• ASSIGNED TASK: Give back the entries verbatim.

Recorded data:
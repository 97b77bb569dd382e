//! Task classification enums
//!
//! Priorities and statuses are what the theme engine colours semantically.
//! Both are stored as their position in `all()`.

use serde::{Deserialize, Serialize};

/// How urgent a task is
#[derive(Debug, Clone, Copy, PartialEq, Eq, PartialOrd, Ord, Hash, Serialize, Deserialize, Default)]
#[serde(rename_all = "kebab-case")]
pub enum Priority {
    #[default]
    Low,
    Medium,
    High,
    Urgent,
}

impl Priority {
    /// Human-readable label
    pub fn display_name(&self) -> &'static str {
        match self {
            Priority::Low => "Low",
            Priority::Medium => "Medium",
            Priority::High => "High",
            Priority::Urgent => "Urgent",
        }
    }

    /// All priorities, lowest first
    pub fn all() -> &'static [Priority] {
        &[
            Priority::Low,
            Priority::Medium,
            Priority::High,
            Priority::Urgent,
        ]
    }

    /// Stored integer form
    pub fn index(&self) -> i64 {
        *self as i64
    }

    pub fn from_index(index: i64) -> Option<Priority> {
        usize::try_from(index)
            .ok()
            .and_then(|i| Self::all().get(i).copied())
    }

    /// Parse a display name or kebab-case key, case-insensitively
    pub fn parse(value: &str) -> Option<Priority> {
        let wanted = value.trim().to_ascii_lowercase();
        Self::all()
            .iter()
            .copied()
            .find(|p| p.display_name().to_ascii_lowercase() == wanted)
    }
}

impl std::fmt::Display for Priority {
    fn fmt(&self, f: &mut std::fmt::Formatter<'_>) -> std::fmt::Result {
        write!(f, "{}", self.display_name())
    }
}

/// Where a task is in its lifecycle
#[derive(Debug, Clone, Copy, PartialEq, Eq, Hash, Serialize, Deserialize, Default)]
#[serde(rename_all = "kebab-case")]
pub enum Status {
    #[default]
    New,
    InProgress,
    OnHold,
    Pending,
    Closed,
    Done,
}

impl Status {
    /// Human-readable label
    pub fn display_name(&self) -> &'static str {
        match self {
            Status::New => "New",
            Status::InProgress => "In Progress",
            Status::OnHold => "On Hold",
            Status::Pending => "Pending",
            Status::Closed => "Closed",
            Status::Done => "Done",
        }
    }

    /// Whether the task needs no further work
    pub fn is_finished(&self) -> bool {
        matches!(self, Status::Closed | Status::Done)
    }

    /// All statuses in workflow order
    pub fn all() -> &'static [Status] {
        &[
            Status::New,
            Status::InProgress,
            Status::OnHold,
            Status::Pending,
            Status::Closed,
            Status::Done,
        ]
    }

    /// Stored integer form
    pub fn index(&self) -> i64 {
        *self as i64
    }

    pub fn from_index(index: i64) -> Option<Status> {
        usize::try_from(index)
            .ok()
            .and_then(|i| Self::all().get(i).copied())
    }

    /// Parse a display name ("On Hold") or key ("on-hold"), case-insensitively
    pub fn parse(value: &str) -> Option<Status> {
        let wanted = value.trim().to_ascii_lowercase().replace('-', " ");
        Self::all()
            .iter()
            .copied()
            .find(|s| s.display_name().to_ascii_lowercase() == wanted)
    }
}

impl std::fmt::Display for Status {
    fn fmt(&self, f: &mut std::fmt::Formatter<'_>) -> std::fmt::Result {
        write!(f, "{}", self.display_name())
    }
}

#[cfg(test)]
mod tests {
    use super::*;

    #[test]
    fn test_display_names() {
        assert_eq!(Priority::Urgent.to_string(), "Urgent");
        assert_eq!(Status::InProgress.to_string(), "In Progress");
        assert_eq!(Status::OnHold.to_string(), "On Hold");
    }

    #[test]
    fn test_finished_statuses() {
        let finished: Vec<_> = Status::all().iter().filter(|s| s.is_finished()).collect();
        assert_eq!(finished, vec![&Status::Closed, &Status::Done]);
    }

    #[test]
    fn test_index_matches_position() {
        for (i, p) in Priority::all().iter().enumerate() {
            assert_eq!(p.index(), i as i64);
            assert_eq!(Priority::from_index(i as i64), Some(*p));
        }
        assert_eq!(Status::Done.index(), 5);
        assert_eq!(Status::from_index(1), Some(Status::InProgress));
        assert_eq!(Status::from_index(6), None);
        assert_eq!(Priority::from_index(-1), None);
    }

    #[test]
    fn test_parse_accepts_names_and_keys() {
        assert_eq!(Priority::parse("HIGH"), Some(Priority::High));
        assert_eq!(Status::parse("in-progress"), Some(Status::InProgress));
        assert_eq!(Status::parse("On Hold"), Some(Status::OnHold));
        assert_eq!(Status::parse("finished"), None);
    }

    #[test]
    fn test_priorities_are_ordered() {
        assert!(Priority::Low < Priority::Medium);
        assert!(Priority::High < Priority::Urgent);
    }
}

• RESULT OF THE EXERCISE:
repository 97b77bb569dd382e
//! Task classification enums
//!
//! Priorities and statuses are what the theme engine colours semantically.
//! Both are stored as their position in `all()`.

use serde::{Deserialize, Serialize};

/// How urgent a task is
#[derive(Debug, Clone, Copy, PartialEq, Eq, PartialOrd, Ord, Hash, Serialize, Deserialize, Default)]
#[serde(rename_all = "kebab-case")]
pub enum Priority {
    #[default]
    Low,
    Medium,
    High,
    Urgent,
}

impl Priority {
    /// Human-readable label
    pub fn display_name(&self) -> &'static str {
        match self {
            Priority::Low => "Low",
            Priority::Medium => "Medium",
            Priority::High => "High",
            Priority::Urgent => "Urgent",
        }
    }

    /// All priorities, lowest first
    pub fn all() -> &'static [Priority] {
        &[
            Priority::Low,
            Priority::Medium,
            Priority::High,
            Priority::Urgent,
        ]
    }

    /// Stored integer form
    pub fn index(&self) -> i64 {
        *self as i64
    }

    pub fn from_index(index: i64) -> Option<Priority> {
        usize::try_from(index)
            .ok()
            .and_then(|i| Self::all().get(i).copied())
    }

    /// Parse a display name or kebab-case key, case-insensitively
    pub fn parse(value: &str) -> Option<Priority> {
        let wanted = value.trim().to_ascii_lowercase();
        Self::all()
            .iter()
            .copied()
            .find(|p| p.display_name().to_ascii_lowercase() == wanted)
    }
}

impl std::fmt::Display for Priority {
    fn fmt(&self, f: &mut std::fmt::Formatter<'_>) -> std::fmt::Result {
        write!(f, "{}", self.display_name())
    }
}

/// Where a task is in its lifecycle
#[derive(Debug, Clone, Copy, PartialEq, Eq, Hash, Serialize, Deserialize, Default)]
#[serde(rename_all = "kebab-case")]
pub enum Status {
    #[default]
    New,
    InProgress,
    OnHold,
    Pending,
    Closed,
    Done,
}

impl Status {
    /// Human-readable label
    pub fn display_name(&self) -> &'static str {
        match self {
            Status::New => "New",
            Status::InProgress => "In Progress",
            Status::OnHold => "On Hold",
            Status::Pending => "Pending",
            Status::Closed => "Closed",
            Status::Done => "Done",
        }
    }

    /// Whether the task needs no further work
    pub fn is_finished(&self) -> bool {
        matches!(self, Status::Closed | Status::Done)
    }

    /// All statuses in workflow order
    pub fn all() -> &'static [Status] {
        &[
            Status::New,
            Status::InProgress,
            Status::OnHold,
            Status::Pending,
            Status::Closed,
            Status::Done,
        ]
    }

    /// Stored integer form
    pub fn index(&self) -> i64 {
        *self as i64
    }

    pub fn from_index(index: i64) -> Option<Status> {
        usize::try_from(index)
            .ok()
            .and_then(|i| Self::all().get(i).copied())
    }

    /// Parse a display name ("On Hold") or key ("on-hold"), case-insensitively
    pub fn parse(value: &str) -> Option<Status> {
        let wanted = value.trim().to_ascii_lowercase().replace('-', " ");
        Self::all()
            .iter()
            .copied()
            .find(|s| s.display_name().to_ascii_lowercase() == wanted)
    }
}

impl std::fmt::Display for Status {
    fn fmt(&self, f: &mut std::fmt::Formatter<'_>) -> std::fmt::Result {
        write!(f, "{}", self.display_name())
    }
}

#[cfg(test)]
mod tests {
    use super::*;

    #[test]
    fn test_display_names() {
        assert_eq!(Priority::Urgent.to_string(), "Urgent");
        assert_eq!(Status::InProgress.to_string(), "In Progress");
        assert_eq!(Status::OnHold.to_string(), "On Hold");
    }

    #[test]
    fn test_finished_statuses() {
        let finished: Vec<_> = Status::all().iter().filter(|s| s.is_finished()).collect();
        assert_eq!(finished, vec![&Status::Closed, &Status::Done]);
    }

    #[test]
    fn test_index_matches_position() {
        for (i, p) in Priority::all().iter().enumerate() {
            assert_eq!(p.index(), i as i64);
            assert_eq!(Priority::from_index(i as i64), Some(*p));
        }
        assert_eq!(Status::Done.index(), 5);
        assert_eq!(Status::from_index(1), Some(Status::InProgress));
        assert_eq!(Status::from_index(6), None);
        assert_eq!(Priority::from_index(-1), None);
    }

    #[test]
    fn test_parse_accepts_names_and_keys() {
        assert_eq!(Priority::parse("HIGH"), Some(Priority::High));
        assert_eq!(Status::parse("in-progress"), Some(Status::InProgress));
        assert_eq!(Status::parse("On Hold"), Some(Status::OnHold));
        assert_eq!(Status::parse("finished"), None);
    }

    #[test]
    fn test_priorities_are_ordered() {
        assert!(Priority::Low < Priority::Medium);
        assert!(Priority::High < Priority::Urgent);
    }
}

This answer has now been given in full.